Aim of the exercise
Nothing but the lines from the top of the following entries through the line with "and for every" should be printed, exactly as they are.

Materials provided

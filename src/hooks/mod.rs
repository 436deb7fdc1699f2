//! Hooks
//!
//! Extension points for authentication, authorization and connection
//! events. The broker consults the hooks for every CONNECT and for every
//! subscribe and publish attempt, network or inline. A denial is an
//! ordinary negative answer; `Err` is reserved for a provider that could
//! not decide.

use std::fmt;
use std::sync::Arc;

use async_trait::async_trait;

use crate::protocol::QoS;

#[cfg(test)]
mod tests;

#[derive(Debug)]
pub enum HookError {
    /// Provider failed to reach a decision
    Internal(String),
}

impl fmt::Display for HookError {
    fn fmt(&self, f: &mut fmt::Formatter<'_>) -> fmt::Result {
        match self {
            HookError::Internal(msg) => write!(f, "hook error: {}", msg),
        }
    }
}

impl std::error::Error for HookError {}

pub type HookResult<T> = Result<T, HookError>;

/// Identity of the client an action is attempted for
#[derive(Debug, Clone, PartialEq, Eq)]
pub struct ClientInfo {
    pub client_id: Arc<str>,
    pub username: Option<Arc<str>>,
}

impl ClientInfo {
    pub fn new(client_id: impl Into<Arc<str>>, username: Option<&str>) -> Self {
        Self {
            client_id: client_id.into(),
            username: username.map(Arc::from),
        }
    }

    pub fn username(&self) -> Option<&str> {
        self.username.as_deref()
    }
}

/// Action checked by [`Hooks::on_authorize`]
#[derive(Debug, Clone, Copy, PartialEq, Eq)]
pub enum Access<'a> {
    Subscribe { filter: &'a str, qos: QoS },
    Publish { topic: &'a str, qos: QoS, retain: bool },
}

/// Broker hooks.
///
/// Every method has a default that allows everything, so implementors only
/// override what they care about.
#[async_trait]
pub trait Hooks: Send + Sync {
    /// Called for each CONNECT.
    ///
    /// * `Ok(true)` - accept
    /// * `Ok(false)` - refuse with CONNACK NotAuthorized / bad credentials
    async fn on_authenticate(
        &self,
        _client: &ClientInfo,
        _password: Option<&[u8]>,
    ) -> HookResult<bool> {
        Ok(true)
    }

    /// Called before a subscription is registered or a message is published
    async fn on_authorize(&self, _client: &ClientInfo, _access: Access<'_>) -> HookResult<bool> {
        Ok(true)
    }

    /// Called after CONNACK has been queued for an accepted client
    async fn on_client_connected(&self, _client: &ClientInfo) {}

    /// `graceful` is true when the client sent a normal DISCONNECT
    async fn on_client_disconnected(&self, _client: &ClientInfo, _graceful: bool) {}
}

/// Allows everything
#[derive(Debug, Default)]
pub struct DefaultHooks;

#[async_trait]
impl Hooks for DefaultHooks {}

#[async_trait]
impl<T: Hooks + ?Sized> Hooks for Arc<T> {
    async fn on_authenticate(
        &self,
        client: &ClientInfo,
        password: Option<&[u8]>,
    ) -> HookResult<bool> {
        (**self).on_authenticate(client, password).await
    }

    async fn on_authorize(&self, client: &ClientInfo, access: Access<'_>) -> HookResult<bool> {
        (**self).on_authorize(client, access).await
    }

    async fn on_client_connected(&self, client: &ClientInfo) {
        (**self).on_client_connected(client).await;
    }

    async fn on_client_disconnected(&self, client: &ClientInfo, graceful: bool) {
        (**self).on_client_disconnected(client, graceful).await;
    }
}

/// Chains several providers.
///
/// Authentication and authorization succeed only if every provider says
/// yes; the first refusal or error short-circuits. Events reach every
/// provider in insertion order.
#[derive(Default)]
pub struct CompositeHooks {
    hooks: Vec<Box<dyn Hooks>>,
}

impl CompositeHooks {
    pub fn new() -> Self {
        Self::default()
    }

    pub fn add<H: Hooks + 'static>(&mut self, hooks: H) {
        self.hooks.push(Box::new(hooks));
    }

    pub fn with<H: Hooks + 'static>(mut self, hooks: H) -> Self {
        self.add(hooks);
        self
    }

    pub fn len(&self) -> usize {
        self.hooks.len()
    }

    pub fn is_empty(&self) -> bool {
        self.hooks.is_empty()
    }
}

#[async_trait]
impl Hooks for CompositeHooks {
    async fn on_authenticate(
        &self,
        client: &ClientInfo,
        password: Option<&[u8]>,
    ) -> HookResult<bool> {
        for hooks in &self.hooks {
            if !hooks.on_authenticate(client, password).await? {
                return Ok(false);
            }
        }
        Ok(true)
    }

    async fn on_authorize(&self, client: &ClientInfo, access: Access<'_>) -> HookResult<bool> {
        for hooks in &self.hooks {
            if !hooks.on_authorize(client, access).await? {
                return Ok(false);
            }
        }
        Ok(true)
    }

    async fn on_client_connected(&self, client: &ClientInfo) {
        for hooks in &self.hooks {
            hooks.on_client_connected(client).await;
        }
    }

    async fn on_client_disconnected(&self, client: &ClientInfo, graceful: bool) {
        for hooks in &self.hooks {
            hooks.on_client_disconnected(client, graceful).await;
        }
    }
}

Your solution
filename src/hooks/mod.rs
repository 436deb7fdc1699f2
//! Hooks
//!
//! Extension points for authentication, authorization and connection
//! events. The broker consults the hooks for every CONNECT and for every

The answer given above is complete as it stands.